• [Data to examine]

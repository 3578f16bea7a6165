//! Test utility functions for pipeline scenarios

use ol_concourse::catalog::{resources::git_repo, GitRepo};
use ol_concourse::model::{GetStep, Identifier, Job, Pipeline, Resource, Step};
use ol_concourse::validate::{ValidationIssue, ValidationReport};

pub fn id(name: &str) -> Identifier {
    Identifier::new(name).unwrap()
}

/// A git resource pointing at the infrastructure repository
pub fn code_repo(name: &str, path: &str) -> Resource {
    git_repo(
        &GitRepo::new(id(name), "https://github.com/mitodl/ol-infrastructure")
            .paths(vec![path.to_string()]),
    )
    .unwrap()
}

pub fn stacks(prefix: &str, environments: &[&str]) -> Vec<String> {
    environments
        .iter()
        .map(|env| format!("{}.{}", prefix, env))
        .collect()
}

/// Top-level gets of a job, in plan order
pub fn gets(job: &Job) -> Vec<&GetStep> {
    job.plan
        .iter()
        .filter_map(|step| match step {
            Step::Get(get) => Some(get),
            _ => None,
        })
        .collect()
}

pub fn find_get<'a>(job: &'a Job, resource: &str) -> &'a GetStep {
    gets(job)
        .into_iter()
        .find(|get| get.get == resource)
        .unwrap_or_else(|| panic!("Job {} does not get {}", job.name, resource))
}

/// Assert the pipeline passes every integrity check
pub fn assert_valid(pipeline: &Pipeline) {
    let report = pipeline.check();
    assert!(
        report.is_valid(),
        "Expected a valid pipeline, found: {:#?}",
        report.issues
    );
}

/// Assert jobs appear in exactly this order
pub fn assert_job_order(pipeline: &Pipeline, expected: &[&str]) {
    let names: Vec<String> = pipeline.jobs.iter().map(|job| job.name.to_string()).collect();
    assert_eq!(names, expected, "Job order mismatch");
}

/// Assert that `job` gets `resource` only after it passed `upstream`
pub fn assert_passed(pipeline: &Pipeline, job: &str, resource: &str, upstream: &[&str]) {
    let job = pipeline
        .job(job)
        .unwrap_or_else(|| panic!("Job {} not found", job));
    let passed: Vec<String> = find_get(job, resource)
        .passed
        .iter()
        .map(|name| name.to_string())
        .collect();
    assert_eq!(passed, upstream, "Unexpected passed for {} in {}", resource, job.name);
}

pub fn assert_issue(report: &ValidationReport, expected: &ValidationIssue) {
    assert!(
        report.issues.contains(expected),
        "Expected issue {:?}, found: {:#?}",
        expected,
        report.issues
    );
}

• [Exercise description]
Precisely as given, transcribe all of the entries above.

• [Answer]
repository 3578f16bea7a6165
//! Test utility functions for pipeline scenarios

use ol_concourse::catalog::{resources::git_repo, GitRepo};
use ol_concourse::model::{GetStep, Identifier, Job, Pipeline, Resource, Step};
use ol_concourse::validate::{ValidationIssue, ValidationReport};

pub fn id(name: &str) -> Identifier {
    Identifier::new(name).unwrap()
}

/// A git resource pointing at the infrastructure repository
pub fn code_repo(name: &str, path: &str) -> Resource {
    git_repo(
        &GitRepo::new(id(name), "https://github.com/mitodl/ol-infrastructure")
            .paths(vec![path.to_string()]),
    )
    .unwrap()
}

pub fn stacks(prefix: &str, environments: &[&str]) -> Vec<String> {
    environments
        .iter()
        .map(|env| format!("{}.{}", prefix, env))
        .collect()
}

/// Top-level gets of a job, in plan order
pub fn gets(job: &Job) -> Vec<&GetStep> {
    job.plan
        .iter()
        .filter_map(|step| match step {
            Step::Get(get) => Some(get),
            _ => None,
        })
        .collect()
}

pub fn find_get<'a>(job: &'a Job, resource: &str) -> &'a GetStep {
    gets(job)
        .into_iter()
        .find(|get| get.get == resource)
        .unwrap_or_else(|| panic!("Job {} does not get {}", job.name, resource))
}

/// Assert the pipeline passes every integrity check
pub fn assert_valid(pipeline: &Pipeline) {
    let report = pipeline.check();
    assert!(
        report.is_valid(),
        "Expected a valid pipeline, found: {:#?}",
        report.issues
    );
}

/// Assert jobs appear in exactly this order
pub fn assert_job_order(pipeline: &Pipeline, expected: &[&str]) {
    let names: Vec<String> = pipeline.jobs.iter().map(|job| job.name.to_string()).collect();
    assert_eq!(names, expected, "Job order mismatch");
}

/// Assert that `job` gets `resource` only after it passed `upstream`
pub fn assert_passed(pipeline: &Pipeline, job: &str, resource: &str, upstream: &[&str]) {
    let job = pipeline
        .job(job)
        .unwrap_or_else(|| panic!("Job {} not found", job));
    let passed: Vec<String> = find_get(job, resource)
        .passed
        .iter()
        .map(|name| name.to_string())
        .collect();
    assert_eq!(passed, upstream, "Unexpected passed for {} in {}", resource, job.name);
}

pub fn assert_issue(report: &ValidationReport, expected: &ValidationIssue) {
    assert!(
        report.issues.contains(expected),
        "Expected issue {:?}, found: {:#?}",
        expected,
        report.issues
    );
}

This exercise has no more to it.